「Keep Persisting」☆彡

POSTED ON: 2011年12月6日火曜日 @ 6:06 | 2 comments

Finally a quick and recent update following the previous blog!

Although I can't express myself well in Japanese, I tend to try and practice, (especially when the matter is personal or I don't want to be frank).

I apologize in advance, but since it is my own personal blog I probably don't need to.

Now it is almost 6.00am! Wow--yesterday seemed to go by very quickly.

Sunday night I stayed very late in the library since there are extended hours for final week (5am~)

Thankfully, my friend called me so I didn't oversleep for my first final, Japanese Intermediate I.

Overall I think it went well but the part with the Kanji was quite difficult for me. It made me really realize I need to study them harder and more frequently.

The next final was in the evening. I slept more than I wanted to study before it, honestly, but it was not cumulative so I was not too worried.

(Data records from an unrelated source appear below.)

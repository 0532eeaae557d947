use std::collections::BTreeMap;
use std::path::PathBuf;
use std::time::Duration;
use serde::{Deserialize, Serialize};

use crate::device::constants::SCAN_TIMEOUT;

#[derive(Debug, Clone, PartialEq, Serialize, Deserialize)]
#[serde(rename_all = "camelCase", default)]
pub struct Settings {
    pub theme: String,
    pub text_size: f32,
    pub haptic: bool,
    pub voice: String,
    pub voice_pitch: f32,
    pub voice_speed: f32,
    pub voice_language_code: String,
    pub last_connected_device: Option<String>,
    /// Serial device bound to the RFCOMM channel of each Classic device, by address.
    pub classic_ports: BTreeMap<String, PathBuf>,
    pub scan_timeout_secs: u64,
}

impl Settings {
    pub fn scan_timeout(&self) -> Duration {
        if self.scan_timeout_secs == 0 {
            SCAN_TIMEOUT
        } else {
            Duration::from_secs(self.scan_timeout_secs)
        }
    }

    pub fn apply(&mut self, field: SettingsField) {
        match field {
            SettingsField::Theme(theme) => self.theme = theme,
            SettingsField::TextSize(size) => self.text_size = size,
            SettingsField::Haptic(enabled) => self.haptic = enabled,
            SettingsField::Voice(voice) => self.voice = voice,
            SettingsField::VoicePitch(pitch) => self.voice_pitch = pitch,
            SettingsField::VoiceSpeed(speed) => self.voice_speed = speed,
            SettingsField::VoiceLanguageCode(code) => self.voice_language_code = code,
            SettingsField::LastConnectedDevice(address) => self.last_connected_device = address,
            SettingsField::ClassicPort { address, path: Some(path) } => {
                self.classic_ports.insert(address, path);
            },
            SettingsField::ClassicPort { address, path: None } => {
                self.classic_ports.remove(&address);
            },
        }
    }
}

impl Default for Settings {
    fn default() -> Self {
        Settings {
            theme: "System".to_string(),
            text_size: 16.0,
            haptic: true,
            voice: "English - US".to_string(),
            voice_pitch: 1.0,
            voice_speed: 1.0,
            voice_language_code: "en-US".to_string(),
            last_connected_device: None,
            classic_ports: BTreeMap::new(),
            scan_timeout_secs: SCAN_TIMEOUT.as_secs(),
        }
    }
}

/// A single settings update.
#[derive(Debug, Clone, PartialEq)]
pub enum SettingsField {
    Theme(String),
    TextSize(f32),
    Haptic(bool),
    Voice(String),
    VoicePitch(f32),
    VoiceSpeed(f32),
    VoiceLanguageCode(String),
    LastConnectedDevice(Option<String>),
    ClassicPort { address: String, path: Option<PathBuf> },
}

I feel like it went pretty well. I am still a little nervous for the overall grade in the class but I hope I did well.

I slept quite a bit after class and cooked. I spent a little time with one of my friends who will be leaving back to Spain this weekend too.

Initially I had so many mixed feelings about him and now I have really come to accept him (even his appalling ways!)

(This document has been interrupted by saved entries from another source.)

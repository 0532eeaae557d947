pub mod constants;
pub mod protocol;
pub mod registry;
pub mod telemetry;
pub mod types;
use std::time::Duration;
use uuid::Uuid;

/**
 * The serial port profile service the Classic transport opens an RFCOMM channel to.
 */
pub const SERIAL_PORT_SERVICE: Uuid = Uuid::from_u128(0x00001101_0000_1000_8000_00805f9b34fb);

/**
 * The UUID of the BLE UART service exposed by the glove.
 */
pub const UART_SERVICE: Uuid = Uuid::from_u128(0x0000ffe0_0000_1000_8000_00805f9b34fb);

/**
 * The UART characteristic, used both for notifications (glove to app) and writes (app to glove).
 */
pub const UART_CHARACTERISTIC: Uuid = Uuid::from_u128(0x0000ffe1_0000_1000_8000_00805f9b34fb);

/**
 * Client characteristic configuration descriptor (CCCD).
 */
pub const CLIENT_CHARACTERISTIC_CONFIG: Uuid = Uuid::from_u128(0x00002902_0000_1000_8000_00805f9b34fb);

pub const ENABLE_NOTIFICATION_VALUE: [u8; 2] = [0x01, 0x00];

/**
 * How long a scan runs before it is force-stopped.
 */
pub const SCAN_TIMEOUT: Duration = Duration::from_secs(10);

/**
 * Size of a single read from the Classic stream.
 */
pub const READ_CHUNK_SIZE: usize = 1024;

/**
 * Notifications whose text starts with this prefix carry sensor telemetry.
 */
pub const TELEMETRY_PREFIX: &str = "F1";

/**
 * Inferred-text responses to an assignment start with this prefix.
 */
pub const ASSIGNMENT_RESPONSE_PREFIX: &str = "Assignment:";

pub const ASSIGNMENT_TERMINATOR: char = '~';
pub const ASSIGNMENT_MAX_CHARS: usize = 70;
pub const PHRASE_SLOTS: u8 = 5;
pub const LETTER_SLOTS: u8 = 15;

pub const FLEX_SENSORS: [&str; 5] = ["F1", "F2", "F3", "F4", "F5"];
pub const GYRO_AXES: [&str; 3] = ["X", "Y", "Z"];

My sister also introduced me to this cool program and yesterday evening I spent too much time playing this cute ドラえもん game on the computer with it.


かわくて、楽しそうね!


 It is really cute and fun. Now the semester is practically over for me and while I feel relieved I also feel slight pressure at the same time.

Today I have a couple of goals. I want to study a little for math, go to the gym, straighten out my course replacement stuff and fill out my certificates.

I also want to apply for some more jobs too.

With that being said, I have had another wave of discouragement.

Wrenn came over tonight and we spoke quite a bit more about things. It was good and I feel like helped straighten out somethings again.

It goes without saying I want whatever is best for her but will support her decisions.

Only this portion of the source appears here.